- [Requirement]: Pull out each line of the data that includes the word "filename".

[Collected data entries]
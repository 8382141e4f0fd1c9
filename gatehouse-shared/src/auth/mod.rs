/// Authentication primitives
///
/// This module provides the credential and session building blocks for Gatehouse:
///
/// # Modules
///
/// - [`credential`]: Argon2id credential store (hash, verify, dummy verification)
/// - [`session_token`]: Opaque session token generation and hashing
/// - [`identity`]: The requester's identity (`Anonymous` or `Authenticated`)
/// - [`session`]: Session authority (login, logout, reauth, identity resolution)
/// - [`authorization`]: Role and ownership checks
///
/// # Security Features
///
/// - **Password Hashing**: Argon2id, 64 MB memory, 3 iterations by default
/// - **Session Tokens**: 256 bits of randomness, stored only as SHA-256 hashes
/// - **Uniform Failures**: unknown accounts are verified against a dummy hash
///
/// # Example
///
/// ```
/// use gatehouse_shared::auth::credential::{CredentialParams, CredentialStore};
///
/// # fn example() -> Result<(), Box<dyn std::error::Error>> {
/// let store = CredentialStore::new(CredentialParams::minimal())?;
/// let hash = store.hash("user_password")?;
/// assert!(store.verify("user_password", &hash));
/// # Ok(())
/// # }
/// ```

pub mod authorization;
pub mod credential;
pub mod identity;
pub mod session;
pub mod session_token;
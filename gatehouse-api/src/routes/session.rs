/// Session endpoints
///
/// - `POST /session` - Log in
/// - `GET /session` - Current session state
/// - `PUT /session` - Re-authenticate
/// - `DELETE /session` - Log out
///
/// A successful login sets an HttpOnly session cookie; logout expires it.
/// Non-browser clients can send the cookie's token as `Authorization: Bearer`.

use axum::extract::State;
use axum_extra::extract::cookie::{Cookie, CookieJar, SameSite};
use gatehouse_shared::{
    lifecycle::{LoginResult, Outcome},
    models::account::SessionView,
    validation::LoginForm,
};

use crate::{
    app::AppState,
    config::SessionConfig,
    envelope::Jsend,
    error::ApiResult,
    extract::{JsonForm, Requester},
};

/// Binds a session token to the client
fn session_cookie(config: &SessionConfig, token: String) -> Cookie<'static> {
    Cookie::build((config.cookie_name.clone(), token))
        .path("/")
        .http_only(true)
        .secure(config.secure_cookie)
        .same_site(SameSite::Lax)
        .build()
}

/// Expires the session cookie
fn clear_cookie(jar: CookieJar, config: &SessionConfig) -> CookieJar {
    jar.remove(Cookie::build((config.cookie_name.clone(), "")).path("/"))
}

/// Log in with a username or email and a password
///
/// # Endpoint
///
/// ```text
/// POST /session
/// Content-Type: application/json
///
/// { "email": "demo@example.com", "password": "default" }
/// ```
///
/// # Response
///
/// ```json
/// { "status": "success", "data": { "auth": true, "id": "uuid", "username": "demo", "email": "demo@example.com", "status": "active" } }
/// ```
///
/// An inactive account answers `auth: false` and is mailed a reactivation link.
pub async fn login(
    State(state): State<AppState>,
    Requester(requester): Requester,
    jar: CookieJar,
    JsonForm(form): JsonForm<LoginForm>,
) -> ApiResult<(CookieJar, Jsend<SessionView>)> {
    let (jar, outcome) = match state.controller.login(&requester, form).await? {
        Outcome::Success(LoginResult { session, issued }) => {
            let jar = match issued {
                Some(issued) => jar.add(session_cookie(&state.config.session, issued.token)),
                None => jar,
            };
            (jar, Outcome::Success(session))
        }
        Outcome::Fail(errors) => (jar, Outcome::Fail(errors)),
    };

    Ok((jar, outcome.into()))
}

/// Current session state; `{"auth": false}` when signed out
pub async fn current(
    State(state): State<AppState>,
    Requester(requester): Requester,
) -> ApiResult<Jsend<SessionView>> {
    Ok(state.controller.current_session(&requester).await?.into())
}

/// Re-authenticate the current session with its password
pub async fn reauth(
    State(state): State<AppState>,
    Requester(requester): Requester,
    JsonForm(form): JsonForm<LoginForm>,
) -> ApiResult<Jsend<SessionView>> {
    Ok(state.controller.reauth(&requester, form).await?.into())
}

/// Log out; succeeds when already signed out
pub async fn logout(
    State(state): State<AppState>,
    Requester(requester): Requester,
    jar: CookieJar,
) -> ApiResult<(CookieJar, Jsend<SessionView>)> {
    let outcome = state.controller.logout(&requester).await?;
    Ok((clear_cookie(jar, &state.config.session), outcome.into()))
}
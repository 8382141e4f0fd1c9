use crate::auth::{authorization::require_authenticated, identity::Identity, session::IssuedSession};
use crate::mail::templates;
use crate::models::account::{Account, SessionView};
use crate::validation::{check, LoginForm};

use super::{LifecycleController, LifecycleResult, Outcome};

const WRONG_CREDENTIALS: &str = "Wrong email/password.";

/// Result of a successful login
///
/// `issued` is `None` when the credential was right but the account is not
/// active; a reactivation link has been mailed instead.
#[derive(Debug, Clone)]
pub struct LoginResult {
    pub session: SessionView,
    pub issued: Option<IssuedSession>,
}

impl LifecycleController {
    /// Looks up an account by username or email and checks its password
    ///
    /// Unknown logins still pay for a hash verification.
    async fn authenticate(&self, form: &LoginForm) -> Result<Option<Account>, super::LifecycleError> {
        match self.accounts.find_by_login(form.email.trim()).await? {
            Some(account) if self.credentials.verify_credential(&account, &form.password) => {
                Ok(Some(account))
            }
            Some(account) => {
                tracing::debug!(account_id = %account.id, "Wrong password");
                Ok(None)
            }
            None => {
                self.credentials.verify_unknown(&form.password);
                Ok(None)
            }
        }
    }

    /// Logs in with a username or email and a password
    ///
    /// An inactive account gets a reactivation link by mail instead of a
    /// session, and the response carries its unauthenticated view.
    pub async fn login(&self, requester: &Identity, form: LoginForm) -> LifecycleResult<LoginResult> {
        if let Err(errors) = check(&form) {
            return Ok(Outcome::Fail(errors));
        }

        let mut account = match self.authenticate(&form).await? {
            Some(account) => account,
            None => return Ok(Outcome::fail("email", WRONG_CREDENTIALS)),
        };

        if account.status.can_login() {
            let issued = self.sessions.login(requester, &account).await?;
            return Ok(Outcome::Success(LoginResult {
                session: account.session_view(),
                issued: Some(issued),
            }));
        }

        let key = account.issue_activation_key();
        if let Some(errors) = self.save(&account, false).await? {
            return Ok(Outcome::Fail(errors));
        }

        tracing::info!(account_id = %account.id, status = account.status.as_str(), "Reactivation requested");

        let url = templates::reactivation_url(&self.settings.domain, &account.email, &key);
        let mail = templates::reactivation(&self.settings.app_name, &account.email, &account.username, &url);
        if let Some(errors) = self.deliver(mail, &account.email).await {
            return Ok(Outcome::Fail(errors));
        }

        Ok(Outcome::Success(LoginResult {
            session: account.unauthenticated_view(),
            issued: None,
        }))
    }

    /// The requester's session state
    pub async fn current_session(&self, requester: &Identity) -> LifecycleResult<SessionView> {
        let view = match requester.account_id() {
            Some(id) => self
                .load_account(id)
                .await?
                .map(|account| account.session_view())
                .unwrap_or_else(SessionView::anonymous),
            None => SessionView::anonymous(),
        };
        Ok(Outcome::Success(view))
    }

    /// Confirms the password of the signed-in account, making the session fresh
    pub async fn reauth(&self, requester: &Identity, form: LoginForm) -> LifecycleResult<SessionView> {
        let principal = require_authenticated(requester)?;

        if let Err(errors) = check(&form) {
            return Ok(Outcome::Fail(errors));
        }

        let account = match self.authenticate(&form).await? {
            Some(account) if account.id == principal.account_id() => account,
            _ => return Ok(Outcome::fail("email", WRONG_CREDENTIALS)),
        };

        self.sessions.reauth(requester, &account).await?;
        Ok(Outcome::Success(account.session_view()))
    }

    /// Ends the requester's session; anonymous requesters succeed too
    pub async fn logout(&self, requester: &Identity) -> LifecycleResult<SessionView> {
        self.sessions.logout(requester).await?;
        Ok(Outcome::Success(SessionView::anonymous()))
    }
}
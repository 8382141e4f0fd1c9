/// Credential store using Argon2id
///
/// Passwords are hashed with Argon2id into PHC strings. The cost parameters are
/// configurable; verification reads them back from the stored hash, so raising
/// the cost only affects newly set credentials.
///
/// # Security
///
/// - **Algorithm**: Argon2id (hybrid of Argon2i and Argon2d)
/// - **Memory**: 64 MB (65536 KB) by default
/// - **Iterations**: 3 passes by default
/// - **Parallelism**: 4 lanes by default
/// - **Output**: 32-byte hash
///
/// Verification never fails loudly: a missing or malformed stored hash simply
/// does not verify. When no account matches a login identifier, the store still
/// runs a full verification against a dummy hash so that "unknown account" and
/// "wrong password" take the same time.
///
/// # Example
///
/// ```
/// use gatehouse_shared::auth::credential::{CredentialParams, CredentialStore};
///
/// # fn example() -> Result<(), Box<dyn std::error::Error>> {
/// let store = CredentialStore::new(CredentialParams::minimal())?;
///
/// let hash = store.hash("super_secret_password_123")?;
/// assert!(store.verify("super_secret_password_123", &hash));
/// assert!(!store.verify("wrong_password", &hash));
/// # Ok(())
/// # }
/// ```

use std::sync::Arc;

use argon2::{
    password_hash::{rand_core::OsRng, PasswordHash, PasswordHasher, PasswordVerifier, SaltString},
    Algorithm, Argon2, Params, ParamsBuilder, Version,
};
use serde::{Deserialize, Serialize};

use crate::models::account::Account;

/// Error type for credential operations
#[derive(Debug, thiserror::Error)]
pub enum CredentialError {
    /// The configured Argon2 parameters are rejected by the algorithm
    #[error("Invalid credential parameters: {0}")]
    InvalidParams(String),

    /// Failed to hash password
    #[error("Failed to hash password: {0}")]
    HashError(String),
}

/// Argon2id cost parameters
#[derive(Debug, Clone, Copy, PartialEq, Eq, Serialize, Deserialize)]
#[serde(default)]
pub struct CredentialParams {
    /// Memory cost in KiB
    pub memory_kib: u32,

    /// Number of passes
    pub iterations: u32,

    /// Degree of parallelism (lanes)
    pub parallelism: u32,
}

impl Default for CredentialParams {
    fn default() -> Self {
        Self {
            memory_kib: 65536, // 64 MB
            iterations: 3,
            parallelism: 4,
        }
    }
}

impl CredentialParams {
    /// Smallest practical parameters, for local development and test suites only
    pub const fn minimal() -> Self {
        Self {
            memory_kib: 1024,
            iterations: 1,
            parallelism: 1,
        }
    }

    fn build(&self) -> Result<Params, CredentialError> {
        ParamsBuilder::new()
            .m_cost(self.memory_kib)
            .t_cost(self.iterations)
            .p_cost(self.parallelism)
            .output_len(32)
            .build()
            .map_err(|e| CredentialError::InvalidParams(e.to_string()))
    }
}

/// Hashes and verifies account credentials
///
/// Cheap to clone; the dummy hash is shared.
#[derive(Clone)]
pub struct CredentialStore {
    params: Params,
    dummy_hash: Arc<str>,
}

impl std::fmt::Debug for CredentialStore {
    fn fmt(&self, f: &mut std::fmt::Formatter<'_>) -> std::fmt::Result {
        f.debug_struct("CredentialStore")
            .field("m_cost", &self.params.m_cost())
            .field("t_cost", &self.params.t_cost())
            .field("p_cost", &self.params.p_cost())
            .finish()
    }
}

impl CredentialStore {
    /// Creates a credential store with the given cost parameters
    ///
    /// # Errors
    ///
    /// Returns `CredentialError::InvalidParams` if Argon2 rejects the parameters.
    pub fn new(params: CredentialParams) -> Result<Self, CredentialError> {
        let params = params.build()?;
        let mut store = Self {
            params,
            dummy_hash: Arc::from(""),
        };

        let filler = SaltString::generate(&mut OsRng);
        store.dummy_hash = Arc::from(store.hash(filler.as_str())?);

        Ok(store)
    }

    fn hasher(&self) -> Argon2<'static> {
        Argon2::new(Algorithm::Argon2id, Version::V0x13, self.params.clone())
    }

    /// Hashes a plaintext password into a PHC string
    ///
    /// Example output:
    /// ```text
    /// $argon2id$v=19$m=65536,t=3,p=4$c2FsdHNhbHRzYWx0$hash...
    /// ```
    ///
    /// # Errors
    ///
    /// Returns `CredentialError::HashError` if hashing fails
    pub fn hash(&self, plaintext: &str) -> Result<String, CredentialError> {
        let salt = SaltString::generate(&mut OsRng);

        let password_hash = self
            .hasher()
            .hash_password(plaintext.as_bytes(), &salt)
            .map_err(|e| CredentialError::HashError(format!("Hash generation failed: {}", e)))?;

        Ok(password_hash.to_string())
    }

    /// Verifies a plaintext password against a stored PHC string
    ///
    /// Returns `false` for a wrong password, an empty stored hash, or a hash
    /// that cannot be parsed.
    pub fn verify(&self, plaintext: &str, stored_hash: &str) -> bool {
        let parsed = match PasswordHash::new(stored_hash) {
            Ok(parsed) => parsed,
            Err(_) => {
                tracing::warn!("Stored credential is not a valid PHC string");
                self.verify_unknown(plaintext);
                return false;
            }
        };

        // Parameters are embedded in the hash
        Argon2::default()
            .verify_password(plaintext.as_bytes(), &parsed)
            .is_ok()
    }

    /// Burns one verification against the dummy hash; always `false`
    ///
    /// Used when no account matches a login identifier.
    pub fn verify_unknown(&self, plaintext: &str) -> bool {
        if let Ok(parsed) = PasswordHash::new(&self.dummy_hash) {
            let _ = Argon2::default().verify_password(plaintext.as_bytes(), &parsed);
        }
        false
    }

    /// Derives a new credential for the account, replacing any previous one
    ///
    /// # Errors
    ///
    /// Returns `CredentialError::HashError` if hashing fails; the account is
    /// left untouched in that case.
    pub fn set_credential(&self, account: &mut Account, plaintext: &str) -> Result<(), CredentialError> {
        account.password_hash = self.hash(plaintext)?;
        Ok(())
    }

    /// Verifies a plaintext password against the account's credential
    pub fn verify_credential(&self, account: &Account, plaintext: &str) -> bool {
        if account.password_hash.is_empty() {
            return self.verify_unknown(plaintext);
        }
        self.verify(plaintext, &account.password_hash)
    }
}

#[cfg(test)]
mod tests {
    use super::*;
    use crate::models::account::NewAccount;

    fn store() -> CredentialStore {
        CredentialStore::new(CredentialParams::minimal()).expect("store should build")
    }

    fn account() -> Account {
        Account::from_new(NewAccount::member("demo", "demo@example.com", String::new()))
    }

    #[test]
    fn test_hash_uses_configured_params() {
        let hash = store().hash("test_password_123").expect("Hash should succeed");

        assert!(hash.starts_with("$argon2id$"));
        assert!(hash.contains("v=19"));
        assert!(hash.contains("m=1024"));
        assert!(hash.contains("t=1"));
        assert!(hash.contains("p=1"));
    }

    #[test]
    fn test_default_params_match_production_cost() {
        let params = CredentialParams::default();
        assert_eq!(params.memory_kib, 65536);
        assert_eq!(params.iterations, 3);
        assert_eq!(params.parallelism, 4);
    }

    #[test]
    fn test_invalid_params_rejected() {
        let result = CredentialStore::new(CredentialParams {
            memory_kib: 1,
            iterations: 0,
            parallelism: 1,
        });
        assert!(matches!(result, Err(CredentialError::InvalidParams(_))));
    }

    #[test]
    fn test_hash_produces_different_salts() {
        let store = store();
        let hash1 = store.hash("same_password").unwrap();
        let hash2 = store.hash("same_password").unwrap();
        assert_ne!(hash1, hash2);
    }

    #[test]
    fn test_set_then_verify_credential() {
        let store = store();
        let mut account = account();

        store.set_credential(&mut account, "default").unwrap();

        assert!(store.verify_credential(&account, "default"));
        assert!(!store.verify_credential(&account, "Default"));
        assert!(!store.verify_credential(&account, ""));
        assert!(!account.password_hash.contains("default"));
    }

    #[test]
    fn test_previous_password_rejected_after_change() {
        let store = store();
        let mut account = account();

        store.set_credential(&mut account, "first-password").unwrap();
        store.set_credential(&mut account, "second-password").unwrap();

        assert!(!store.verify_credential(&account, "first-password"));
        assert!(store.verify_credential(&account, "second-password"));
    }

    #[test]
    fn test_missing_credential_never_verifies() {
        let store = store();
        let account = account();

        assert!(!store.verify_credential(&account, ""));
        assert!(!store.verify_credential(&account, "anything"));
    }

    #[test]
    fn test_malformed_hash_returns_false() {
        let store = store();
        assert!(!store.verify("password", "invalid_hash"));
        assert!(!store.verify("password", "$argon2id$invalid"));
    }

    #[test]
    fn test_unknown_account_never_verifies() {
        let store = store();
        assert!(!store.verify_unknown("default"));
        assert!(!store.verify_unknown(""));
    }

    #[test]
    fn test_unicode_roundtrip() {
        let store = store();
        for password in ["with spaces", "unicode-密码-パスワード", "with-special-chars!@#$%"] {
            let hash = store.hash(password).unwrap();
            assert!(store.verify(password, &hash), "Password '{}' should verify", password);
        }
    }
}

- [Task result]:
filename gatehouse-shared/src/auth/mod.rs
filename gatehouse-api/src/routes/session.rs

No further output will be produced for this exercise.